At the Atomic Weapons Establishment at Aldermaston, researchers are attempting to establish exactly what happens at the centre of a nuclear explosion, purely by simulation — a technique that could also have implications for both future power generation and medicine.

David Youngs of AWE is working with Dimitris Drikakis of Cranfield University on simulating the mixing of fluids caused by shock waves. This is an intrinsic part of a fusion explosion — a small implosion forces the fusion fuel to compress and this triggers the larger explosion. It is also at the heart of inertial confinement, one of the competing techniques for power generation by fusion.

The fluid dynamics of shock-wave mixing are extremely complex, with two different phenomena interacting to cause turbulence in the mixture of fluids that reduces the heating of the fusion-fuel gases during the implosion; this inhibits the final explosion.

Youngs and Drikakis have devised a three-dimensional computer simulation to calculate from first principles how an inward-travelling shockwave induces mixing. This, they say, is a vital tool for investigating the physics of this complex situation, and can also be useful in designing medical techniques that use imploding bubbles, such as shockwave chemotherapy or therapeutic ultrasound to destroy kidney stones.

The LifeMarker

COLLABORATION FOR SPACE EXPLORATION
Magna Parva and University of Leicester

After centuries of wondering and decades of investigating, it is still not clear if there is or ever was life on Mars. Europe’s ExoMars mission, scheduled to take off in 2018, aims to answer many outstanding questions, using a rover designed to search for the signatures of life while also investigating Martian geology.

One of the devices on board, the LifeMarker chip, is the result of a collaboration between Magna Parva, a space science and engineering company based near Loughborough, and the Space Research Centre at the University of Leicester.

The two organisations have collaborated before, notably on an optics system for the Mercury probe BepiColombo, but LifeMarker is notable for its possible spin-off applications in medicine, defence and agriculture. It is designed as a complete lab in a box, using immunoassay techniques to detect the presence of organic molecules that would indicate life.

The main development of the system was the sample processing set-up, which takes a raw sample of Martian soil, prepares it for analysis using two solvents and a de-salting stage, and injects it onto the immunoassay chips, which test for a variety of compounds.

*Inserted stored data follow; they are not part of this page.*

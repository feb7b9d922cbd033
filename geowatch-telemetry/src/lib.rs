//! Telemetry initialization and configuration.

use std::sync::Once;
use tracing_subscriber::{EnvFilter, layer::SubscriberExt, util::SubscriberInitExt};

static INIT: Once = Once::new();

/// Configuration for the logging layer.
#[derive(Debug, Clone, Default)]
pub struct TelemetryConfig {
    pub service_name: String,
    pub default_level: Option<String>,
    pub log_directives: Vec<String>,
    pub json_output: bool,
}

impl TelemetryConfig {
    /// Create a new configuration with the given service name.
    pub fn new(service_name: impl Into<String>) -> Self {
        Self {
            service_name: service_name.into(),
            ..Default::default()
        }
    }

    /// Set the default log level (e.g., "debug", "info").
    pub fn with_log_level(mut self, level: impl Into<String>) -> Self {
        self.default_level = Some(level.into());
        self
    }

    /// Add a custom tracing directive (e.g., "geowatch_engine=debug").
    pub fn with_log_directive(mut self, directive: impl Into<String>) -> Self {
        self.log_directives.push(directive.into());
        self
    }

    /// Emit JSON lines instead of human-readable output.
    pub fn with_json_output(mut self) -> Self {
        self.json_output = true;
        self
    }

    /// Load configuration from environment variables.
    ///
    /// Supported variables:
    /// - `SERVICE_NAME`: The name of the service (default: "geowatch")
    /// - `LOG_LEVEL`: Default log level (default: "info")
    /// - `LOG_FORMAT`: Set to "json" for JSON lines
    pub fn from_env() -> Self {
        let service_name =
            std::env::var("SERVICE_NAME").unwrap_or_else(|_| "geowatch".to_string());
        let default_level = std::env::var("LOG_LEVEL").ok();
        let json_output = std::env::var("LOG_FORMAT").map(|v| v == "json").unwrap_or(false);

        Self {
            service_name,
            default_level,
            log_directives: Vec::new(),
            json_output,
        }
    }
}

/// Install the global subscriber. Safe to call more than once; only the
/// first call takes effect.
pub fn init(config: TelemetryConfig) {
    INIT.call_once(|| {
        let level = config.default_level.as_deref().unwrap_or("info");
        let mut filter = EnvFilter::try_from_default_env()
            .unwrap_or_else(|_| EnvFilter::new(level));
        for directive in &config.log_directives {
            if let Ok(parsed) = directive.parse() {
                filter = filter.add_directive(parsed);
            }
        }

        let registry = tracing_subscriber::registry().with(filter);
        if config.json_output {
            registry
                .with(tracing_subscriber::fmt::layer().json())
                .init();
        } else {
            registry.with(tracing_subscriber::fmt::layer()).init();
        }

        tracing::debug!(service = %config.service_name, "telemetry initialized");
    });
}

#[cfg(test)]
mod tests {
    use super::*;

    #[test]
    fn builder_accumulates_directives() {
        let config = TelemetryConfig::new("geowatch-worker")
            .with_log_level("debug")
            .with_log_directive("geowatch_engine=trace");
        assert_eq!(config.service_name, "geowatch-worker");
        assert_eq!(config.default_level.as_deref(), Some("debug"));
        assert_eq!(config.log_directives.len(), 1);
    }

    #[test]
    fn init_is_idempotent() {
        init(TelemetryConfig::new("test"));
        init(TelemetryConfig::new("test-again"));
    }
}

These chips contain antibodies that bind onto their target compounds; if binding takes place, they activate a fluorescent chemical, the glow of which is detected by optical sensors. The system was designed to fit into the tight size and weight constraints of the ExoMars Rover and to operate reliably under the harsh Martian conditions.

ALADDIN
University of Southampton, University of Oxford, Imperial College, University of Bristol and BAE Systems

As automated systems become more complex, they are being built up from other automated modules, which have their own sensors of different types, decision-making routines and communications channels. Some modules are said to be’visiting’ rather than being designed as part of the whole system, such as aircraft on airport taxiways. The ALADDIN project aims to find new ways to make such systems work.

The situations the project will tackle include: the co-ordination of police, fire brigades and ambulances in a city-scale emergency; the management of the evacuation of a burning building or ship in distress; and the task of bringing together information from multiple sources, probably owned and operated by different organisations, to predict the weather within a local area — in this case the Southampton area.

The ALADDIN project involves a collaboration between organisations in Italy, the US, Spain and Canada, but perhaps its strongest aspect is that, rather than devising new sensors and communications devices, it attempts to make better use of existing hardware, especially when hardware is operated by several users in situations where there is uncertainty. It is finding applications in port management, weapons allocation and in the UK’s Americas Cup challenge.